## Problem to work on
Produce a copy of every line in the records that holds the string "Deserialize".
Input data: Begin
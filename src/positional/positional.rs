use ndarray::Array3;

use crate::error::PositionalError;
use crate::utils::PositionalEncodingType;

/// Trait for all positional encoding implementations
pub trait PositionalEncoding: Send + Sync {
    fn kind(&self) -> PositionalEncodingType;

    /// Feature dimension the encoding was built for
    fn dim(&self) -> usize;

    /// Apply positional encoding to input embeddings
    /// Input shape: (batch_size, seq_len, embedding_dim)
    fn forward(&self, input: &Array3<f32>) -> Result<Array3<f32>, PositionalError>;
}
use ndarray::{Array, Array1, Array2, Array3, ArrayBase, Data, Dimension, Zip};
use serde::{Deserialize, Serialize};
use tracing::debug;

use crate::error::PositionalError;
use crate::positional::frequencies::{generate_frequencies_with_base, DEFAULT_BASE};
use crate::positional::layout::{broadcastable, check_feature_axis, resolve_position_axis};
use crate::positional::PositionalEncoding;
use crate::utils::{PositionalEncodingType, Scalar, TrigFloat};

/// Sinusoidal positional encoding
///
/// Row `p` holds `sin(p * theta_i)` at column `2i` and `cos(p * theta_i)` at
/// column `2i + 1`. Tables are rebuilt on every call; the struct only keeps
/// the parameters.
#[derive(Debug, Clone, PartialEq, Serialize, Deserialize)]
pub struct SinusoidalPositionalEncoding {
    dim: usize,
    base: f64,
    max_positions: Option<usize>,
}

impl SinusoidalPositionalEncoding {
    pub fn new(dim: usize) -> Result<Self, PositionalError> {
        Self::with_base(dim, DEFAULT_BASE)
    }

    pub fn with_base(dim: usize, base: f64) -> Result<Self, PositionalError> {
        // validates both dim and base
        generate_frequencies_with_base(dim, base)?;
        Ok(Self {
            dim,
            base,
            max_positions: None,
        })
    }

    /// Rejects inputs longer than `max_positions` in [`Self::add_to`].
    pub fn with_max_positions(mut self, max_positions: usize) -> Self {
        self.max_positions = Some(max_positions);
        self
    }

    pub fn dim(&self) -> usize {
        self.dim
    }

    pub fn base(&self) -> f64 {
        self.base
    }

    pub fn max_positions(&self) -> Option<usize> {
        self.max_positions
    }

    /// `[seq_len, dim]` table for positions `0..seq_len`.
    pub fn table(&self, seq_len: usize) -> Result<Array2<f64>, PositionalError> {
        let theta = generate_frequencies_with_base(self.dim, self.base)?;
        Ok(build_rows(&theta, seq_len, |row| row))
    }

    /// One row per entry of `positions`, in order.
    pub fn rows(&self, positions: &[usize]) -> Result<Array2<f64>, PositionalError> {
        let theta = generate_frequencies_with_base(self.dim, self.base)?;
        Ok(build_rows(&theta, positions.len(), |row| positions[row]))
    }

    /// Adds the table to `x` along `position_axis`, broadcasting over every
    /// other non-feature axis. Output keeps the element type of `x`.
    pub fn add_to<S, T, D>(
        &self,
        x: &ArrayBase<S, D>,
        position_axis: isize,
    ) -> Result<Array<T, D>, PositionalError>
    where
        S: Data<Elem = T>,
        T: Scalar,
        D: Dimension,
    {
        let axis = resolve_position_axis(position_axis, x.ndim())?;
        check_feature_axis(x.shape(), self.dim)?;
        let seq_len = x.shape()[axis];
        if let Some(max) = self.max_positions {
            if seq_len > max {
                return Err(PositionalError::shape_mismatch(format!(
                    "sequence of length {seq_len} exceeds the {max} encoded positions"
                )));
            }
        }
        debug!(
            shape = ?x.shape(),
            position_axis = axis,
            dtype = T::NAME,
            "adding sinusoidal encoding"
        );

        let table = self.table(seq_len)?.mapv(<T::Compute as TrigFloat>::from_f64);
        let table = broadcastable(table, x.ndim(), axis)?;
        let table = table.broadcast(x.shape()).ok_or_else(|| {
            PositionalError::shape_mismatch(format!(
                "cannot broadcast {:?} to {:?}",
                table.shape(),
                x.shape()
            ))
        })?;

        let out = Zip::from(x.view().into_dyn())
            .and(&table)
            .map_collect(|&v, &pe| T::narrow(v.widen() + pe));
        Ok(out.into_dimensionality::<D>()?)
    }
}

impl PositionalEncoding for SinusoidalPositionalEncoding {
    fn kind(&self) -> PositionalEncodingType {
        PositionalEncodingType::Sinusoidal
    }

    fn dim(&self) -> usize {
        self.dim
    }

    fn forward(&self, input: &Array3<f32>) -> Result<Array3<f32>, PositionalError> {
        self.add_to(input, 1)
    }
}

/// `[seq_len, dim]` sinusoidal table for positions `0..seq_len`.
///
/// Every row depends only on its own position, so a longer table always
/// starts with the shorter one, for odd and even lengths alike.
pub fn sinusoidal_encode(dim: usize, seq_len: usize) -> Result<Array2<f64>, PositionalError> {
    SinusoidalPositionalEncoding::new(dim)?.table(seq_len)
}

/// Rows of the sinusoidal table for arbitrary positions.
pub fn sinusoidal_rows(dim: usize, positions: &[usize]) -> Result<Array2<f64>, PositionalError> {
    SinusoidalPositionalEncoding::new(dim)?.rows(positions)
}

fn build_rows(
    theta: &Array1<f64>,
    n_rows: usize,
    position: impl Fn(usize) -> usize,
) -> Array2<f64> {
    let dim = theta.len() * 2;
    Array2::from_shape_fn((n_rows, dim), |(row, col)| {
        let angle = position(row) as f64 * theta[col / 2];
        if col % 2 == 0 {
            angle.sin()
        } else {
            angle.cos()
        }
    })
}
Input data: End
## Response area
use serde::{Deserialize, Serialize};
#[derive(Debug, Clone, PartialEq, Serialize, Deserialize)]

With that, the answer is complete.